- [Try it] Give back one number only: how many lines in the material below contain "EdgeEndpoint".

-*-*-

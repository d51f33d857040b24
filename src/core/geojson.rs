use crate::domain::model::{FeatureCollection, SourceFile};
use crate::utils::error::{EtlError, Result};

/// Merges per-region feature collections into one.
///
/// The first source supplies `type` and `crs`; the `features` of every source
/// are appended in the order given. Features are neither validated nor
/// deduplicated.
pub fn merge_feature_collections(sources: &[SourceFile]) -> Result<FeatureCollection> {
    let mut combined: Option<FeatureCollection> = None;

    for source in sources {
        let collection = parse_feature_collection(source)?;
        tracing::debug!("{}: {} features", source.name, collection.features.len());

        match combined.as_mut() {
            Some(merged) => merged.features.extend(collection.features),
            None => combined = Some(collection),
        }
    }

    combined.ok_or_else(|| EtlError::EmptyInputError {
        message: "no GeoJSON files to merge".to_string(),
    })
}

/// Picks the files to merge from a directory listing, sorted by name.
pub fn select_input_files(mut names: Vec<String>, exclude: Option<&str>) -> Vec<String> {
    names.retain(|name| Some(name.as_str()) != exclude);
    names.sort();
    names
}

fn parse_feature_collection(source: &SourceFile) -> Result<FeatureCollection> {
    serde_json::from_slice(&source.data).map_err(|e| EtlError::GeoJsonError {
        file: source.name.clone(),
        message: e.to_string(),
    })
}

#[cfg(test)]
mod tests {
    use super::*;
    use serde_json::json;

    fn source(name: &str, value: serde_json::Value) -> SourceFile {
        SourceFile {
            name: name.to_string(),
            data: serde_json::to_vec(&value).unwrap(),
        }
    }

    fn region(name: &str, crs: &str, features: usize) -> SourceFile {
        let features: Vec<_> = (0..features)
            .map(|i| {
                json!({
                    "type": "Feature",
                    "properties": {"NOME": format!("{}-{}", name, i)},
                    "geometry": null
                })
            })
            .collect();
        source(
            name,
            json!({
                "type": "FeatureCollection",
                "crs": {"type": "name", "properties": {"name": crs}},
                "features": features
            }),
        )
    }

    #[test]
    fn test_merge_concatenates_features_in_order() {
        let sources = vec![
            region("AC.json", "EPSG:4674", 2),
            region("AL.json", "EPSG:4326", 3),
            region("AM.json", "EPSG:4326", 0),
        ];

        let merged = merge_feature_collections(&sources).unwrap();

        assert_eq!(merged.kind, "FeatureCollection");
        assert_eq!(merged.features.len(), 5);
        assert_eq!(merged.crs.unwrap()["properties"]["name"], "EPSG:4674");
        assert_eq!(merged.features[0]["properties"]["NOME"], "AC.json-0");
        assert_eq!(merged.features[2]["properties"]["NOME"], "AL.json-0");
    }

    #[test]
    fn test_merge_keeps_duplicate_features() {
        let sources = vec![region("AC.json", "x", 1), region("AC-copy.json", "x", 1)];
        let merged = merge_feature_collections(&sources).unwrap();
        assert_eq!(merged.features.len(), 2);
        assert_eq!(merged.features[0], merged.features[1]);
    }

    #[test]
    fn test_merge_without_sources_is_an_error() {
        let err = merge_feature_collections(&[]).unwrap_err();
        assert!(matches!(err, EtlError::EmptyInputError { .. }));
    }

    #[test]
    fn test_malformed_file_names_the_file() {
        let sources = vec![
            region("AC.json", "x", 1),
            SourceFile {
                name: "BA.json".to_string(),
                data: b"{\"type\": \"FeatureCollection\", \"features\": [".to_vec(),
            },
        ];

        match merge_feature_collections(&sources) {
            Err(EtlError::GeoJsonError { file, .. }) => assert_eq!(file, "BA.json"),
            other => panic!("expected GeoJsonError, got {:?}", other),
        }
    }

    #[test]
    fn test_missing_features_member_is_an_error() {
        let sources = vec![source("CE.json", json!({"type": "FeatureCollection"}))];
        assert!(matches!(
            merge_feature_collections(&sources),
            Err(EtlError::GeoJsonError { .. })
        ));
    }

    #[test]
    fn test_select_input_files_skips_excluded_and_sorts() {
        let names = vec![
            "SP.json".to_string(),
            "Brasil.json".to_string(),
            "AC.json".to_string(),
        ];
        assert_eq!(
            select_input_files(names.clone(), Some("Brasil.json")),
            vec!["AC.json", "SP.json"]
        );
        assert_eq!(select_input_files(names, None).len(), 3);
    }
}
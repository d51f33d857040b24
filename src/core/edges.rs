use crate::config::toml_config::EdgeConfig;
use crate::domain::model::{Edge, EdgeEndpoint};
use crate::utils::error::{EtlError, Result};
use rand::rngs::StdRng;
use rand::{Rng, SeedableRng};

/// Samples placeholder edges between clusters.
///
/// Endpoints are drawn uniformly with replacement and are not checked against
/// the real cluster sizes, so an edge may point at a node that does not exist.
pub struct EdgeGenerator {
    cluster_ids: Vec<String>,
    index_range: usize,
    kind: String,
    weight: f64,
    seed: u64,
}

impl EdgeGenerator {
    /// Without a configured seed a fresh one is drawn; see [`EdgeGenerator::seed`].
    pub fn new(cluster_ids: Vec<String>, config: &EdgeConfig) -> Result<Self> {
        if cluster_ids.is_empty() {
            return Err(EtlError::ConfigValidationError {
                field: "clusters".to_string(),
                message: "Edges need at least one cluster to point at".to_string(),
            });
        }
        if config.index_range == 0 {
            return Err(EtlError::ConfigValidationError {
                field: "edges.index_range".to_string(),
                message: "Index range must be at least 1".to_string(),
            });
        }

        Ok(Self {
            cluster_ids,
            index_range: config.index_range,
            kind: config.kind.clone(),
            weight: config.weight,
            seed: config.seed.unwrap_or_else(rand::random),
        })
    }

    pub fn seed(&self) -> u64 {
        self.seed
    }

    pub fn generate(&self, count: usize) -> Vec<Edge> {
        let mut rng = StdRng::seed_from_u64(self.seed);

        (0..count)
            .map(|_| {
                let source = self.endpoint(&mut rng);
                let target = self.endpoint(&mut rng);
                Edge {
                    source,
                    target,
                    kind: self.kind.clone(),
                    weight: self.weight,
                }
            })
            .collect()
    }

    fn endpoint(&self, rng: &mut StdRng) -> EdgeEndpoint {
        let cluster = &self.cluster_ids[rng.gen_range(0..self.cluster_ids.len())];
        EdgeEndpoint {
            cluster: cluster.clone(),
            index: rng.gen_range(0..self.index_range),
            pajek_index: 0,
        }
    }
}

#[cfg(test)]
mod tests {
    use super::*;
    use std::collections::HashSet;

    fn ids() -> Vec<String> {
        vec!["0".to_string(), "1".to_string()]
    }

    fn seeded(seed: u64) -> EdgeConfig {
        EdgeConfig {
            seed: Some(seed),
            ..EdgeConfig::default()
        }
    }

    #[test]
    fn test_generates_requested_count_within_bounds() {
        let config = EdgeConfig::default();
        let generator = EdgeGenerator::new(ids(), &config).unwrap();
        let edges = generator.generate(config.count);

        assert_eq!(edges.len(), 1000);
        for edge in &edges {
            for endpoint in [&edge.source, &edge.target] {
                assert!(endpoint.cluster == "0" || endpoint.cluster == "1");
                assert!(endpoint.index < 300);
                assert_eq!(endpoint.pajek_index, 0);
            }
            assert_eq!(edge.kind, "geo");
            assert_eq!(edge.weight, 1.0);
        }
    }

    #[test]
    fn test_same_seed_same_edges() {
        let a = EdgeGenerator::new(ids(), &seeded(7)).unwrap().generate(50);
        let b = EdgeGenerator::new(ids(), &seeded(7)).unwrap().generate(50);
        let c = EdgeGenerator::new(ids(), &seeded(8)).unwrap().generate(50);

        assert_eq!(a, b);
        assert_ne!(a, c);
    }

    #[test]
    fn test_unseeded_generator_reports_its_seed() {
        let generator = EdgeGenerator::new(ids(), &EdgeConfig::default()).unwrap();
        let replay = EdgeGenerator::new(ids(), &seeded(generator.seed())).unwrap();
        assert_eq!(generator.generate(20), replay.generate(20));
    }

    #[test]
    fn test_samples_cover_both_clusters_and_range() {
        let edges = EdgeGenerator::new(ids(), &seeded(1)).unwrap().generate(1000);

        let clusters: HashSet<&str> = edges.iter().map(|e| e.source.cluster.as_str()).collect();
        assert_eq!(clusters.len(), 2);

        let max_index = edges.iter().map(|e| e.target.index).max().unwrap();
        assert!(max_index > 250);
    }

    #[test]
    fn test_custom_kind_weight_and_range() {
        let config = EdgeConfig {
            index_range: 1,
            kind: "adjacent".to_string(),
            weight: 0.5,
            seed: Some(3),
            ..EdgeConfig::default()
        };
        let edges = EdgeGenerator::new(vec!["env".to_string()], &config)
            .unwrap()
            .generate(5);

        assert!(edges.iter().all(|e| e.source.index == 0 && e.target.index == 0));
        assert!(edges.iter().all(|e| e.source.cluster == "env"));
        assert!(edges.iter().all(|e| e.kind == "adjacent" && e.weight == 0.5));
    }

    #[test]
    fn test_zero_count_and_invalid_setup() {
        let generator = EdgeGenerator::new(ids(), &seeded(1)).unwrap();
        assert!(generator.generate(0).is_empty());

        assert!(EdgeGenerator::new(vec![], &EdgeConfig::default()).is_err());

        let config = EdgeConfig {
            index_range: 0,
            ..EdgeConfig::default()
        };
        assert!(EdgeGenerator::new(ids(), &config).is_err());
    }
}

-*-*-

- [Final answer] 3